I will say that we made a few adjustments to the sauce. As we were preparing dinner, we looked at how much sauce the recipe made, how much chicken we had, and how much rice noodles we boiled up, and decided that we didn't have enough sauce to go the distance. So, we made a double batch of sauce, and also thinned it out with a bit of GF chicken stock from when we boiled the chicken. This gave us a better thickness for tossing with the noodles. No matter how you make it, though, it's a versatile sauce that would go well over chicken (as in the recipe), vegetables, rice, lentils.

Additional thoughts

Overall, we found Russell's recipes to be easy to follow, with specific, accurate instructions that gave results just as her recipes indicate they would. Also, following her advice in the book, we found many ingredients - some of which we couldn't locate anywhere else - at our local Asian market. Of the ingredients that were available at our area supermarkets, many were significantly less expensive at the Asian market.


As both a gluten-free and an Asian foods cookbook, The Gluten-Free Asian Kitchen is a double-niche book. If you're gluten-free and into Asian cuisine, this book is a no-brainer. It's a must-have for your cookbook collection. Plus, this book has very little overlap with gluten-free cookbooks that are already on the market. It's filling an important void.

As a cookbook, period, it's beautiful. Great photos, great recipes, great layout. Anyone can enjoy the recipes in this book...gluten-free or not.  

In the interest of trying to quantify our subjective experience (for this and future cookbook reviews), we'll be using a five star ratings scale, with "points" earned as follows:

Layout and design = up to 1 star
Is the book appealing to the eye? Intuitive to navigate? Sensibly organized?

Photos = up to 1 star
Are there photos? Are they in color? How many photos are there? Are they good photos?

Recipe quality = up to 2 stars
Most importantly, how good is the food? Are recipes easy to follow? Do they deliver as promised?

Overall impression = up to 1 star
How well does the book achieve its vision? 

And so, how does The Gluten-Free Asian Kitchen rate?

Layout and Design: 1 star
Photos: 1 star
Recipe Quality: 2 stars
Overall Impression: 1 star
Rating: 4.75 out of 5 stars 5 out of 5 stars

This book is top-notch. The dumplings and mu shu pork especially were ethereal. Don't take our word for it. Make them for yourself. Now. You won't regret it.

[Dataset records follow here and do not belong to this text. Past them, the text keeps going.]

// ABOUTME: Prober backed by the real host: PATH lookup, tokio subprocesses, access(2).
// ABOUTME: Each call is a single attempt; nothing is retried or cached.

use super::{PermissionVerdict, Prober};
use async_trait::async_trait;
use serde::Deserialize;
use std::ffi::OsString;
use std::io;
use std::path::{Path, PathBuf};
use std::process::Stdio;
use tokio::process::Command;

/// Host policy for spawning subprocesses.
#[derive(Debug, Clone, Copy, Default, PartialEq, Eq, Deserialize)]
#[serde(rename_all = "lowercase")]
pub enum SubprocessPolicy {
    #[default]
    Allow,
    Deny,
}

/// Find `binary` on `search_path` (or `$PATH` when `None`).
pub fn locate_binary(binary: &str, search_path: Option<&OsString>) -> Result<PathBuf, which::Error> {
    let cwd = std::env::current_dir().unwrap_or_else(|_| PathBuf::from("/"));
    match search_path {
        Some(paths) => which::which_in(binary, Some(paths), cwd),
        None => which::which(binary),
    }
}

/// Prober that inspects the machine this process runs on.
#[derive(Debug, Clone, Default)]
pub struct HostProber {
    policy: SubprocessPolicy,
    search_path: Option<OsString>,
}

impl HostProber {
    pub fn new() -> Self {
        Self::default()
    }

    pub fn policy(mut self, policy: SubprocessPolicy) -> Self {
        self.policy = policy;
        self
    }

    /// Look binaries up in `paths` instead of `$PATH`.
    pub fn search_path(mut self, paths: impl Into<OsString>) -> Self {
        self.search_path = Some(paths.into());
        self
    }

    fn effective_search_path(&self) -> Option<OsString> {
        self.search_path
            .clone()
            .or_else(|| std::env::var_os("PATH"))
    }
}

#[async_trait]
impl Prober for HostProber {
    fn subprocess_permission(&self) -> PermissionVerdict {
        if self.policy == SubprocessPolicy::Deny {
            return PermissionVerdict::denied("subprocess execution is disabled by policy");
        }

        match self.effective_search_path() {
            Some(_) => PermissionVerdict::granted(),
            None => PermissionVerdict::error(
                "cannot query subprocess permission: no search path configured and PATH is unset",
            ),
        }
    }

    fn binary_search_path(&self) -> Option<OsString> {
        self.search_path.clone()
    }

    async fn subprocess_capability(&self, binary: &str, args: &[String]) -> PermissionVerdict {
        let permission = self.subprocess_permission();
        if !permission.is_granted() {
            return permission;
        }

        let program = match locate_binary(binary, self.search_path.as_ref()) {
            Ok(program) => program,
            Err(e) => {
                tracing::debug!(binary, "binary not found: {}", e);
                return PermissionVerdict::unavailable(format!("{binary} not found: {e}"));
            }
        };

        let spawned = Command::new(&program)
            .args(args)
            .stdin(Stdio::null())
            .stdout(Stdio::null())
            .stderr(Stdio::null())
            .kill_on_drop(true)
            .spawn();

        let mut child = match spawned {
            Ok(child) => child,
            Err(e) => return classify_spawn_error(binary, e),
        };

        match child.wait().await {
            Ok(status) => {
                tracing::debug!(binary, ?args, code = ?status.code(), "capability probe exited");
                PermissionVerdict::granted().with_exit_code(status.code())
            }
            Err(e) => PermissionVerdict::error(format!("failed waiting for {binary}: {e}")),
        }
    }

    async fn read_permission(&self, path: &Path) -> PermissionVerdict {
        let target = path.to_path_buf();
        let verdict = match tokio::task::spawn_blocking(move || check_read(&target)).await {
            Ok(verdict) => verdict,
            Err(e) => PermissionVerdict::error(format!("read probe did not complete: {e}")),
        };
        tracing::debug!(path = %path.display(), state = %verdict.state, "read probe");
        verdict.with_path(path)
    }
}

fn classify_spawn_error(binary: &str, e: io::Error) -> PermissionVerdict {
    match e.kind() {
        io::ErrorKind::NotFound => PermissionVerdict::unavailable(format!("{binary} not found: {e}")),
        io::ErrorKind::PermissionDenied => {
            PermissionVerdict::denied(format!("not allowed to run {binary}: {e}"))
        }
        _ => PermissionVerdict::error(format!("failed to spawn {binary}: {e}")),
    }
}

#[cfg(unix)]
fn check_read(path: &Path) -> PermissionVerdict {
    use nix::errno::Errno;
    use nix::unistd::{AccessFlags, access};

    match access(path, AccessFlags::R_OK) {
        Ok(()) => PermissionVerdict::granted(),
        Err(Errno::EACCES) | Err(Errno::EPERM) => PermissionVerdict::denied("read access denied"),
        Err(Errno::ENOENT) | Err(Errno::ENOTDIR) => {
            PermissionVerdict::unavailable("path does not exist")
        }
        Err(errno) => PermissionVerdict::error(format!("read access check failed: {errno}")),
    }
}

#[cfg(not(unix))]
fn check_read(path: &Path) -> PermissionVerdict {
    match std::fs::File::open(path) {
        Ok(_file) => PermissionVerdict::granted(),
        Err(e) if e.kind() == io::ErrorKind::NotFound => {
            PermissionVerdict::unavailable("path does not exist")
        }
        Err(e) if e.kind() == io::ErrorKind::PermissionDenied => {
            PermissionVerdict::denied("read access denied")
        }
        Err(e) => PermissionVerdict::error(format!("read access check failed: {e}")),
    }
}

For our part, we're excited to continue cooking our way through the book's recipes...

- Pete

Book cover image courtesy the author. Cookbook provided by the publisher.

Tuesday, November 22, 2011

The Artist's Palate, Poughkeepsie, NY

When Kelli and I celebrated our 8th wedding anniversary earlier this month, we wanted to pause from our busy schedule and mark the occasion. But of course, because we'd been so busy lately, we had barely given a thought to the day and how we'd celebrate it. Walking home from work around 5:00pm that day, though, I had an epiphany.

Our favorite local sushi restaurant is Bull and Buddha, on Main Street in Poughkeepsie. Each time we visited, we walked past another restaurant just a few doors down - The Artist's Palate. The restaurant looked beautiful, and the menu tempting, with its Hudson Valley-inspired contemporary American flare. There was just one problem: whenever we walked by, the restaurant was always closed. Was it ever open? we wondered.

A quick check of their website confirmed yes. (They're in fact open for dinner 6 nights a week, so we'd just had coincidentally unfortunate timing on all of our previous visits...) At 5:15pm we made a reservation for 6:00pm, dressed the girls (such last minute dinner plans meant a babysitter was out of the question), and we were off for our celebratory dinner!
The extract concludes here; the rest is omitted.